The above-mentioned House Report also states:

*204The exceptions provided in subpara-graphs (A) and (B) of section 1605(a)(5) correspond to many of the claims with respect to which the U.S. Government retains immunity under the Federal Tort Claims Act, 28 U.S.C. § 2680(a) and (h).

Indeed, the pertinent immunity provisions of § 2680(h) are identical with those of § 1605; i.e., “[a]ny claim arising out of assault, battery, false imprisonment, false arrest, malicious prosecution, abuse of process, libel, slander, misrepresentation, deceit or interference with contract rights.”

I deem it significant that five Circuits, including the Second, see Kohn, supra, have held that claims based on the intentional infliction of emotional distress do not fall within the definition of torts listed in the above-quoted section 2680(h). See Truman v. United States, 26 F.3d 592, 596-97 (5th Cir.1994). I believe, therefore, that they do not fall within the definitions of torts listed in 28 U.S.C. § 1605(a)(5)(B).

The district court avoided this issue by stating that “[e]ven those allegations asserted by Mrs. Cabiri, stating that she was subjected to mental abuse when she was refused information about her husband, involve alleged conduct of Ghanian official acting in Ghana.” 981 F.Supp. at 132. Apparently, the district court was confusing wrongs against Bawol, which did take place in Ghana, with the wrong against Efua, which took place in the United States. My colleagues,. however, address the matter directly by holding that “Efua Cibiri’s claim for intentional infliction of emotional distress is outside the FSIA’s exception for noncommercial torts committed in the United States.” Supra, 981 F.Supp. at 195. They say:

Ghana enjoys immunity as to this claim— for emotional injury caused by the refusal of a foreign state, however nefarious, to give its citizens in the United States full or truthful information concerning its operations. The FSIA is not an enforcement mechanism for global freedom of information. Supra, 981 F.Supp. at 199.

This, I suggest, is not a correct statement of the issue now before us and the law pertinent to that issue.
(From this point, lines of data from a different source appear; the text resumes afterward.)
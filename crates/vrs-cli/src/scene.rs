// Copyright 2025 eraflo
//
// Licensed under the Apache License, Version 2.0 (the "License");
// you may not use this file except in compliance with the License.
// You may obtain a copy of the License at
//
//     http://www.apache.org/licenses/LICENSE-2.0
//
// Unless required by applicable law or agreed to in writing, software
// distributed under the License is distributed on an "AS IS" BASIS,
// WITHOUT WARRANTIES OR CONDITIONS OF ANY KIND, either express or implied.
// See the License for the specific language governing permissions and
// limitations under the License.


//! A procedural frame exercising every input the rate-map passes read.

use vrs_core::renderer::{ColorImage, DepthImage, VelocityImage};

/// Horizontal motion of the lower half, in pixels per frame.
pub const SCENE_MOTION: f32 = 8.0;

/// Color, depth and velocity of one synthetic frame.
///
/// Left to right the color target holds a flat panel, single-pixel stripes
/// and a smooth gradient. Depth runs from the far plane at the top to the
/// near plane at the bottom, and the lower half moves sideways.
#[derive(Debug, Clone)]
pub struct SyntheticScene {
    pub color: ColorImage,
    pub depth: DepthImage,
    pub velocity: VelocityImage,
}

impl SyntheticScene {
    pub fn new(width: u32, height: u32) -> Self {
        let third = (width / 3).max(1);
        let color = ColorImage::from_fn(width, height, |x, _| match x / third {
            0 => [0.6, 0.6, 0.6, 1.0],
            1 => {
                let v = (x % 2) as f32;
                [v, v, v, 1.0]
            }
            _ => {
                let t = (x - 2 * third) as f32 / third as f32;
                [t, 0.5 * t, 0.25, 1.0]
            }
        });

        let last_row = height.saturating_sub(1).max(1) as f32;
        let depth = DepthImage::from_fn(width, height, |_, y| y as f32 / last_row);

        let velocity = VelocityImage::from_fn(width, height, |_, y| {
            if y >= height / 2 {
                [SCENE_MOTION, 0.0]
            } else {
                [0.0, 0.0]
            }
        });

        Self {
            color,
            depth,
            velocity,
        }
    }

    pub fn width(&self) -> u32 {
        self.color.width()
    }

    pub fn height(&self) -> u32 {
        self.color.height()
    }
}

#[cfg(test)]
mod tests {
    use super::*;

    #[test]
    fn test_scene_layout() {
        let scene = SyntheticScene::new(90, 20);
        assert_eq!(scene.depth.extent(), (90, 20));
        assert_eq!(scene.velocity.extent(), (90, 20));
        assert_eq!(scene.color.get(0, 0), scene.color.get(29, 19));
        assert_ne!(scene.color.get(30, 0), scene.color.get(31, 0));
        assert_eq!(scene.depth.get(0, 0), 0.0);
        assert_eq!(scene.depth.get(0, 19), 1.0);
        assert_eq!(scene.velocity.get(5, 9), [0.0, 0.0]);
        assert_eq!(scene.velocity.get(5, 10), [SCENE_MOTION, 0.0]);
    }
}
The real issue, as I see it, is whether the refusal of Ghana representatives to give the worried and distressed Efua any information about her missing husband constituted sufficiently extreme and outrageous conduct to bring it within the ban of emotional distress causation. I am not satisfied that this issue can be decided justly in the instant case by way of a Rule 12(b)(1) motion. See Spencer v. Casavilla, 903 F.2d 171, 173 (2d Cir.1990).

I would permit Efua to go to trial with her husband.